Al mundo, por un rato

“Cuando estemos vacunados con mi esposo vamos hacer el viaje prometido y luego de eso voy a dedicarme a mi familia, sobre todo a mis nietas Gabriela Lucia y Helena Sofía, para darles todo ese tiempo que les quité. No he tenido oportunidad de gozarlas como es debido, menos este año que pasó porque con el cuento de la virtualidad no teníamos horario que nos alcanzara, atendiendo a padres y estudiantes hasta horas de la noche, en medio de clases, calificar guías, reuniones, consejo académico y todo lo demás. Yo les estaba robando ese tiempo a ellas, les quite su calor de abuela y me dije -Ya está bueno-”.

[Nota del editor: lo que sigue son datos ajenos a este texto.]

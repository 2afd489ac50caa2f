//! The interceptor chain: the ordered sequence of cross-cutting stages
//! every directory operation passes through between the operation-manager
//! façade and the partition nexus.
//!
//! Each stage inspects or transforms the [`dirsrv_context::OperationContext`]
//! and the current [`dirsrv_session::Session`], then either hands the
//! operation to the next stage or short-circuits with a result of its own
//! (an error, or for search, a materialized result set). The terminal
//! stage is always [`stages::nexus::NexusInterceptor`], which is the only
//! stage that actually talks to a [`dirsrv_store::PartitionNexus`].

mod chain;
mod outcome;
mod stages;

pub use chain::{Chain, ChainBuilder, Interceptor, Invocation};
pub use outcome::OperationOutcome;

pub use stages::authentication::{AuthenticationInterceptor, CredentialVerifier};
pub use stages::authorization::{
    AciAuthorizationInterceptor, AdministrativePoint, DefaultAuthorizationInterceptor, Permission,
};
pub use stages::changelog::{ChangeLogInterceptor, ChangeLogRevertExt};
pub use stages::collective_attribute::CollectiveAttributeInterceptor;
pub use stages::event::{EventInterceptor, EventListener, OperationEvent};
pub use stages::exception::ExceptionInterceptor;
pub use stages::nexus::NexusInterceptor;
pub use stages::normalization::NormalizationInterceptor;
pub use stages::operational_attribute::OperationalAttributeInterceptor;
pub use stages::referral::ReferralInterceptor;
pub use stages::schema::SchemaInterceptor;
pub use stages::subentry::{SubentryAdministrationPoint, SubentryInterceptor, SubtreeScope, SubtreeSpecification};
pub use stages::trigger::{Trigger, TriggerInterceptor, TriggerKind};

use dirsrv_changelog::ChangeLog;
use dirsrv_core::{CsnFactory, DirectoryResult, SchemaRegistry};
use dirsrv_store::PartitionNexus;
use std::sync::{Arc, Mutex};

/// Build the default chain, in the order spec'd for a directory operation:
/// normalization, authentication, referral, the two authorization stages,
/// exception translation, change logging, operational-attribute
/// maintenance, schema checking, subentry administration, collective
/// attributes, event notification, triggers, and finally the nexus
/// dispatch. Any stage can be removed or replaced by building a
/// [`ChainBuilder`] directly instead of calling this.
///
/// Loads the subentry cache before returning, so call this only after
/// every partition named in the configuration is mounted on `nexus`.
#[allow(clippy::too_many_arguments)]
pub fn default_chain(
    schema: Arc<SchemaRegistry>,
    nexus: Arc<PartitionNexus>,
    csn_factory: Arc<CsnFactory>,
    change_log: Arc<Mutex<Box<dyn ChangeLog + Send>>>,
    verifier: Arc<dyn CredentialVerifier>,
) -> DirectoryResult<Chain> {
    let subentry = SubentryInterceptor::new(schema.clone(), nexus.clone());
    subentry.load_cache()?;
    Ok(ChainBuilder::new()
        .push(NormalizationInterceptor::new(schema.clone()))
        .push(AuthenticationInterceptor::new(schema.clone()).with_verifier(verifier))
        .push(ReferralInterceptor::new().with_nexus(schema.clone(), nexus.clone()))
        .push(AciAuthorizationInterceptor::new(schema.clone(), nexus.clone()))
        .push(DefaultAuthorizationInterceptor::new())
        .push(ExceptionInterceptor::new().with_nexus(nexus.clone()))
        .push(ChangeLogInterceptor::new(csn_factory.clone()).with_log(change_log, nexus.clone(), schema.clone()))
        .push(OperationalAttributeInterceptor::new(schema.clone(), csn_factory).with_nexus(nexus.clone()))
        .push(SchemaInterceptor::new(schema.clone()))
        .push(subentry)
        .push(CollectiveAttributeInterceptor::new(schema.clone(), nexus.clone()))
        .push(EventInterceptor::new())
        .push(TriggerInterceptor::new())
        .terminal(NexusInterceptor::new(schema, nexus)))
}
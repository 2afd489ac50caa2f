//! Modify-operation change descriptors: an ordered list of add/delete/
//! replace actions applied atomically to one entry.

use crate::entry::Entry;
use crate::error::{DirectoryError, DirectoryResult};
use crate::schema::SchemaRegistry;
use crate::value::AttributeValue;
use serde::{Deserialize, Serialize};

#[derive(Debug, Clone, Copy, PartialEq, Eq, Serialize, Deserialize)]
pub enum ModificationKind {
    Add,
    Delete,
    Replace,
}

/// One change in a modify request: per RFC 4511 §4.6, `Delete` with an
/// empty `values` removes the whole attribute rather than specific values.
#[derive(Debug, Clone, PartialEq, Eq, Serialize, Deserialize)]
pub struct Modification {
    pub kind: ModificationKind,
    pub attribute: String,
    pub values: Vec<AttributeValue>,
}

impl Modification {
    pub fn add(attribute: impl Into<String>, values: Vec<AttributeValue>) -> Self {
        Self {
            kind: ModificationKind::Add,
            attribute: attribute.into(),
            values,
        }
    }

    pub fn delete(attribute: impl Into<String>, values: Vec<AttributeValue>) -> Self {
        Self {
            kind: ModificationKind::Delete,
            attribute: attribute.into(),
            values,
        }
    }

    pub fn replace(attribute: impl Into<String>, values: Vec<AttributeValue>) -> Self {
        Self {
            kind: ModificationKind::Replace,
            attribute: attribute.into(),
            values,
        }
    }
}

/// Apply `mods` to `entry` in order. Each modification is schema-validated
/// as it's applied; the caller is responsible for rolling back if this
/// returns an error partway through, since this function mutates `entry`
/// in place.
pub fn apply_modifications(
    entry: &mut Entry,
    mods: &[Modification],
    schema: &SchemaRegistry,
) -> DirectoryResult<()> {
    apply_modifications_impl(entry, mods, schema, true)
}

/// As [`apply_modifications`], but does not reject NO-USER-MODIFICATION
/// attributes. Reserved for the server's own maintenance of operational
/// attributes (`modifyTimestamp`, `modifiersName`, `entryCSN`); never wire
/// a client-supplied modification list through this path.
pub fn apply_operational_modifications(
    entry: &mut Entry,
    mods: &[Modification],
    schema: &SchemaRegistry,
) -> DirectoryResult<()> {
    apply_modifications_impl(entry, mods, schema, false)
}

fn apply_modifications_impl(
    entry: &mut Entry,
    mods: &[Modification],
    schema: &SchemaRegistry,
    enforce_no_user_modification: bool,
) -> DirectoryResult<()> {
    for m in mods {
        let at = schema.attribute_type(&m.attribute).ok_or_else(|| {
            DirectoryError::SchemaViolation(format!("unknown attribute type '{}'", m.attribute))
        })?;
        if enforce_no_user_modification && at.no_user_modification {
            return Err(DirectoryError::SchemaViolation(format!(
                "'{}' is NO-USER-MODIFICATION",
                m.attribute
            )));
        }
        match m.kind {
            ModificationKind::Add => entry.add_values(&m.attribute, m.values.clone(), schema)?,
            ModificationKind::Replace => {
                entry.replace_values(&m.attribute, m.values.clone(), schema)?
            }
            ModificationKind::Delete => {
                if m.values.is_empty() {
                    entry.remove_attribute(&m.attribute, schema);
                } else {
                    entry.remove_values(&m.attribute, &m.values, schema)?;
                }
            }
        }
    }
    entry.normalize(schema)?;
    entry.validate_against_schema(schema)
}

#[cfg(test)]
mod tests {
    use super::*;
    use crate::dn::Dn;
    use crate::schema::bootstrap_registry;
    use std::str::FromStr;

    fn base_entry(schema: &SchemaRegistry) -> Entry {
        let mut entry = Entry::new(Dn::from_str("cn=alice,dc=example").unwrap());
        entry
            .add_values(
                "objectClass",
                vec![AttributeValue::utf8("top"), AttributeValue::utf8("person")],
                schema,
            )
            .unwrap();
        entry
            .add_values("cn", vec![AttributeValue::utf8("alice")], schema)
            .unwrap();
        entry
            .add_values("sn", vec![AttributeValue::utf8("smith")], schema)
            .unwrap();
        entry
    }

    #[test]
    fn replace_with_empty_values_removes_attribute() {
        let schema = bootstrap_registry();
        let mut entry = base_entry(&schema);
        entry
            .add_values(
                "description",
                vec![AttributeValue::utf8("temp")],
                &schema,
            )
            .unwrap();
        let mods = vec![Modification::replace("description", vec![])];
        apply_modifications(&mut entry, &mods, &schema).unwrap();
        assert!(!entry.has_attribute("description", &schema));
    }

    #[test]
    fn rejects_modification_of_no_user_modification_attribute() {
        let schema = bootstrap_registry();
        let mut entry = base_entry(&schema);
        let mods = vec![Modification::add(
            "createTimestamp",
            vec![AttributeValue::utf8("20260101000000Z")],
        )];
        assert!(apply_modifications(&mut entry, &mods, &schema).is_err());
    }

    #[test]
    fn delete_without_values_removes_whole_attribute() {
        let schema = bootstrap_registry();
        let mut entry = base_entry(&schema);
        let mods = vec![Modification::delete("sn", vec![])];
        let result = apply_modifications(&mut entry, &mods, &schema);
        // removing `sn` violates the MUST constraint for `person`
        assert!(result.is_err());
    }
}
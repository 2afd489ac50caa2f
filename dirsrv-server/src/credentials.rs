//! The credential verifier the façade hands to
//! [`dirsrv_interceptor::AuthenticationInterceptor`]: it is the one
//! component that both holds a [`PartitionNexus`] handle and is allowed to
//! know that `userPassword` is where simple-bind credentials live.

use dirsrv_core::{Dn, RawValue, SchemaRegistry};
use dirsrv_interceptor::CredentialVerifier;
use dirsrv_store::PartitionNexus;
use std::sync::Arc;

pub struct StoreCredentialVerifier {
    schema: Arc<SchemaRegistry>,
    nexus: Arc<PartitionNexus>,
}

impl StoreCredentialVerifier {
    pub fn new(schema: Arc<SchemaRegistry>, nexus: Arc<PartitionNexus>) -> Self {
        Self { schema, nexus }
    }
}

impl CredentialVerifier for StoreCredentialVerifier {
    fn verify_simple(&self, principal: &Dn, credentials: &[u8]) -> bool {
        let Some(routed) = self.nexus.route(principal) else {
            return false;
        };
        let Ok(Some(entry)) = routed.with_store(|s| s.lookup(principal)) else {
            return false;
        };
        let Some(values) = entry.values("userPassword", &self.schema) else {
            return false;
        };
        values.iter().any(|v| match &v.raw {
            RawValue::Binary(b) => b.as_slice() == credentials,
            RawValue::Utf8(s) => s.as_bytes() == credentials,
        })
    }
}
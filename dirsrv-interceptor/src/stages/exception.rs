//! Fails fast on conditions the nexus and partition store can't detect on
//! their own: a target that doesn't route to any mounted partition at
//! all, and (so the expensive stages after this one never run on an
//! operation that cannot succeed) a target that routes to a partition but
//! doesn't exist in it.
//!
//! Named for the role it plays rather than what it contains: this is
//! where "does the thing I'm about to touch actually exist" gets asked
//! and turned into a clean [`dirsrv_core::DirectoryError::NotFound`]
//! before change logging, schema checking or subentry bookkeeping spend
//! any work on it.

use crate::chain::{Interceptor, Invocation};
use crate::outcome::OperationOutcome;
use dirsrv_context::{OperationContext, OperationPayload};
use dirsrv_core::{Dn, DirectoryError, DirectoryResult};
use dirsrv_session::Session;
use dirsrv_store::PartitionNexus;
use std::sync::Arc;

pub struct ExceptionInterceptor {
    nexus: Option<Arc<PartitionNexus>>,
}

impl ExceptionInterceptor {
    pub fn new() -> Self {
        Self { nexus: None }
    }

    pub fn with_nexus(mut self, nexus: Arc<PartitionNexus>) -> Self {
        self.nexus = Some(nexus);
        self
    }
}

impl Default for ExceptionInterceptor {
    fn default() -> Self {
        Self::new()
    }
}

fn exists(nexus: &PartitionNexus, dn: &Dn) -> DirectoryResult<bool> {
    match nexus.route(dn) {
        Some(routed) => routed.with_store(|s| s.has_entry(dn)),
        None => Ok(false),
    }
}

impl Interceptor for ExceptionInterceptor {
    fn name(&self) -> &'static str {
        "exception"
    }

    fn invoke(
        &self,
        ctx: &mut OperationContext,
        session: &mut Session,
        next: Invocation<'_>,
    ) -> DirectoryResult<OperationOutcome> {
        if let Some(nexus) = &self.nexus {
            match &ctx.payload {
                OperationPayload::Add { entry } => {
                    let dn = entry.dn();
                    if exists(nexus, dn)? {
                        return Err(DirectoryError::AlreadyExists(dn.clone()));
                    }
                    let Some(routed) = nexus.route(dn) else {
                        return Err(DirectoryError::NotFound(dn.clone()));
                    };
                    if !routed.suffix().equals(dn) {
                        let parent = dn
                            .parent()
                            .expect("a dn routed under a partition it isn't the suffix of has a parent");
                        if !exists(nexus, &parent)? {
                            return Err(DirectoryError::NotFound(parent));
                        }
                    }
                }
                OperationPayload::Delete { dn }
                | OperationPayload::Modify { dn, .. }
                | OperationPayload::Compare { dn, .. } => {
                    if !exists(nexus, dn)? {
                        return Err(DirectoryError::NotFound(dn.clone()));
                    }
                }
                OperationPayload::ModifyDn { dn, new_superior, .. } => {
                    if !exists(nexus, dn)? {
                        return Err(DirectoryError::NotFound(dn.clone()));
                    }
                    if let Some(new_superior) = new_superior {
                        if !exists(nexus, new_superior)? {
                            return Err(DirectoryError::NotFound(new_superior.clone()));
                        }
                        if new_superior.equals(dn) || new_superior.is_descendant_of(dn) {
                            return Err(DirectoryError::Unwilling(format!(
                                "cannot move {dn} onto itself or one of its own descendants"
                            )));
                        }
                        let current_partition = nexus.route(dn).map(|r| r.suffix());
                        let target_partition = nexus.route(new_superior).map(|r| r.suffix());
                        if current_partition != target_partition {
                            return Err(DirectoryError::Unwilling(
                                "moving an entry across partitions is not supported".to_string(),
                            ));
                        }
                    }
                }
                OperationPayload::Search { base, .. } => {
                    if !base.is_root() && !exists(nexus, base)? {
                        return Err(DirectoryError::NotFound(base.clone()));
                    }
                }
                OperationPayload::Bind { .. } | OperationPayload::Unbind => {}
            }
        }
        next.proceed(ctx, session)
    }
}

#[cfg(test)]
mod tests {
    use super::*;
    use dirsrv_core::schema::bootstrap_registry;
    use dirsrv_core::{Entry, SchemaRegistry};
    use std::str::FromStr;

    struct AlwaysOk;

    impl Interceptor for AlwaysOk {
        fn name(&self) -> &'static str {
            "always-ok"
        }

        fn invoke(
            &self,
            _ctx: &mut OperationContext,
            _session: &mut Session,
            _next: Invocation<'_>,
        ) -> DirectoryResult<OperationOutcome> {
            Ok(OperationOutcome::Modified)
        }
    }

    fn nexus() -> (tempfile::TempDir, Arc<PartitionNexus>, Arc<SchemaRegistry>) {
        let schema = Arc::new(bootstrap_registry());
        let dir = tempfile::tempdir().unwrap();
        let suffix = Dn::from_str("dc=example").unwrap();
        let store = dirsrv_store::PartitionStore::open(dir.path(), suffix.clone()).unwrap();
        let nexus = PartitionNexus::new();
        nexus.mount(suffix, store);
        (dir, Arc::new(nexus), schema)
    }

    #[test]
    fn modify_on_missing_entry_is_not_found() {
        let (_dir, nexus, _schema) = nexus();
        let chain = crate::ChainBuilder::new()
            .push(ExceptionInterceptor::new().with_nexus(nexus))
            .terminal(AlwaysOk);
        let mut ctx = OperationContext::new(OperationPayload::Modify {
            dn: Dn::from_str("cn=ghost,dc=example").unwrap(),
            changes: vec![],
        });
        let mut session = Session::anonymous();
        assert!(matches!(
            chain.dispatch(&mut ctx, &mut session),
            Err(DirectoryError::NotFound(_))
        ));
    }

    #[test]
    fn add_with_missing_parent_is_not_found() {
        let (_dir, nexus, _schema) = nexus();
        let chain = crate::ChainBuilder::new()
            .push(ExceptionInterceptor::new().with_nexus(nexus))
            .terminal(AlwaysOk);
        let entry = Entry::new(Dn::from_str("cn=a,ou=missing,dc=example").unwrap());
        let mut ctx = OperationContext::new(OperationPayload::Add { entry });
        let mut session = Session::anonymous();
        assert!(matches!(
            chain.dispatch(&mut ctx, &mut session),
            Err(DirectoryError::NotFound(_))
        ));
    }

    #[test]
    fn add_at_mounted_suffix_is_allowed_through() {
        let (_dir, nexus, _schema) = nexus();
        let chain = crate::ChainBuilder::new()
            .push(ExceptionInterceptor::new().with_nexus(nexus))
            .terminal(AlwaysOk);
        let entry = Entry::new(Dn::from_str("dc=example").unwrap());
        let mut ctx = OperationContext::new(OperationPayload::Add { entry });
        let mut session = Session::anonymous();
        assert!(chain.dispatch(&mut ctx, &mut session).is_ok());
    }
}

“Soy cartagenera pero primero soy getsemanisense. Este ha sido mi barrio toda la vida. Amo mi calle, amo a mi gente, nuestras costumbres y a mis estudiantes a quienes siempre llevaré en mi corazón. Aquí la gente tiene una solidaridad, los problemas de uno los vive el otro, el vecino esta pendiente de los demás, de cómo salir adelante. Hay alumnos que me dicen -Mire, seño, esta es una tía mía- y yo que conozco quién es quién en el barrio sé que no lo es, pero es que en Getsemaní todos somos una misma familia. Antes de la pandemia no me bastaba con ir de lunes a viernes a La Milagrosa sino que los fines de semana nos íbamos con mi esposo a la casa de mi mama y nos vivíamos esa vida de barrio: nos sentábamos en la puerta de la casa a hacer tertulia con los vecinos, íbamos a comer y a disfrutar de la gente jugando sus cartas y su dominó, del olor a la comida de las casas. Eso para mí es la felicidad”. 

 

Las fotografías de artículo y portada fueron tomadas por Rodrigo Rodelo Calvo.